DroneShield is a device that detects the presence of nearby drones (including RC helicopters, quadrotors, etc) and issues alerts via email, sms, and/or a flashing light. The goal is to help preserve your privacy from low-cost remote-control air vehicles with video cameras.
The DroneShield team consists of makers, engineers, and developers collaborating on a device that can detect small drones well before you can hear them. We have a collaboration website atwww.droneshield.org with links to free software and hardware specifications. Free software and hardware specifications are free to download for do-it-yourself-ers. We also sell assembled devices at-cost.
How Does It Work?
DroneShield has a microphone that listens for sounds of drones. Each DroneShield contains a database of common drone acoustic signatures to reduce false alarms (IE ignores lawn mowers and leaf blowers) and in many cases the type of drone is also included in the alert.
Our initial target platform is the Raspberry Pi. Other components include a microphone, power supply plugs (also works with a micro-USB battery pack, not included). Wifi connectivity is required for email and SMS alerts. Signature database updates can be downloaded and updated via the RPi SD card.
What’s the Plan?
The goal of this campaign is to create a low-cost device that will help protect privacy against RC helicopters with video cameras; we already have a working prototype running on a laptop. This campaign will port that code to a small low-cost hardware platform that you can plug in and forget about. If you like you can periodically update the signatures of the drones we scan for, or even contribute your own signatures to the database.
Our goal is to port our existing code and database to the Raspberry Pi platform and bundle that with peripherals into a stand-alone product that can be operational right out of the box with absolutely no technical knowledge needed. The funds will be used to buy hardware in bulk (reducing prices) and the developers will donate their time to assemble the hardware and port the code. 50 units are needed to get the first price break in bulk discounts for many of our components.
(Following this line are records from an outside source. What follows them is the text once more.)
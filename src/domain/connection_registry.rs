//! Registry of live client connections with best-effort fan-out.
//!
//! Each connection is represented by the sending half of its outbound
//! queue. A dedicated writer task per connection drains the queue into the
//! socket, so enqueueing here never waits on the network and one slow
//! client cannot hold up the others.

use std::collections::HashMap;

use axum::extract::ws::Utf8Bytes;
use tokio::sync::{RwLock, mpsc};

use super::{ConnectionId, OutboundMessage};
use crate::error::RelayError;

/// Sending half of a connection's outbound frame queue.
pub type OutboundSender = mpsc::UnboundedSender<Utf8Bytes>;

/// Receiving half of a connection's outbound frame queue.
pub type OutboundReceiver = mpsc::UnboundedReceiver<Utf8Bytes>;

/// Set of currently registered connections.
///
/// # Lifecycle
///
/// - A connection is added with [`register`](Self::register) right after
///   the WebSocket upgrade.
/// - It is removed with [`unregister`](Self::unregister) when its socket
///   closes or errors. Removal is idempotent.
/// - A registered connection whose writer task has already gone away is
///   "not open": broadcasts skip it, but it stays registered until its own
///   close path unregisters it.
#[derive(Debug, Default)]
pub struct ConnectionRegistry {
    connections: RwLock<HashMap<ConnectionId, OutboundSender>>,
}

impl ConnectionRegistry {
    /// Creates an empty registry.
    #[must_use]
    pub fn new() -> Self {
        Self::default()
    }

    /// Adds a connection. Returns `false` and leaves the registry untouched
    /// if `id` is already registered.
    pub async fn register(&self, id: ConnectionId, outbound: OutboundSender) -> bool {
        let mut map = self.connections.write().await;
        if map.contains_key(&id) {
            return false;
        }
        map.insert(id, outbound);
        true
    }

    /// Removes a connection. Returns `false` if it was not registered;
    /// never fails.
    pub async fn unregister(&self, id: ConnectionId) -> bool {
        self.connections.write().await.remove(&id).is_some()
    }

    /// Serializes `message` once and enqueues it on every open connection.
    ///
    /// Connections whose queue is closed are skipped silently. A failed
    /// enqueue on one connection does not affect the others.
    ///
    /// # Errors
    ///
    /// Returns [`RelayError::Serialization`] if `message` cannot be encoded,
    /// in which case nothing is sent.
    pub async fn broadcast(&self, message: &OutboundMessage) -> Result<(), RelayError> {
        let frame = encode(message)?;
        let map = self.connections.read().await;
        for (id, outbound) in map.iter() {
            if outbound.is_closed() {
                continue;
            }
            if outbound.send(frame.clone()).is_err() {
                tracing::debug!(connection = %id, "broadcast delivery failed");
            }
        }
        Ok(())
    }

    /// Enqueues `message` on a single connection.
    ///
    /// Unknown or closed connections are skipped silently.
    ///
    /// # Errors
    ///
    /// Returns [`RelayError::Serialization`] if `message` cannot be encoded.
    pub async fn send_to(
        &self,
        id: ConnectionId,
        message: &OutboundMessage,
    ) -> Result<(), RelayError> {
        let frame = encode(message)?;
        let map = self.connections.read().await;
        match map.get(&id) {
            Some(outbound) if !outbound.is_closed() => {
                if outbound.send(frame).is_err() {
                    tracing::debug!(connection = %id, "direct delivery failed");
                }
            }
            _ => tracing::debug!(connection = %id, "direct send to closed or unknown connection"),
        }
        Ok(())
    }

    /// Returns `true` if `id` is currently registered.
    pub async fn contains(&self, id: ConnectionId) -> bool {
        self.connections.read().await.contains_key(&id)
    }

    /// Returns the number of registered connections.
    pub async fn len(&self) -> usize {
        self.connections.read().await.len()
    }

    /// Returns `true` if no connection is registered.
    pub async fn is_empty(&self) -> bool {
        self.connections.read().await.is_empty()
    }
}

fn encode(message: &OutboundMessage) -> Result<Utf8Bytes, RelayError> {
    Ok(Utf8Bytes::from(serde_json::to_string(message)?))
}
We hope that there will be enough interest to justify further development to reduce costs in future generations; we believe ultimately we could get the cost down to the $20-range at scale. Future plans could include moving to an open-source 'sourceforge' type development environment and teaming with 3rd party hardware makers. We could also envision a smart-phone based platform for portable applications.
Our team has over 20 years of combined experience working on science and engineering projects including machine learning and acoustic signal processing. We have advanced degrees in engineering and computer science, including MIT and UMD graduates, and a proven track record of finishing projects on time and within budget for our customers.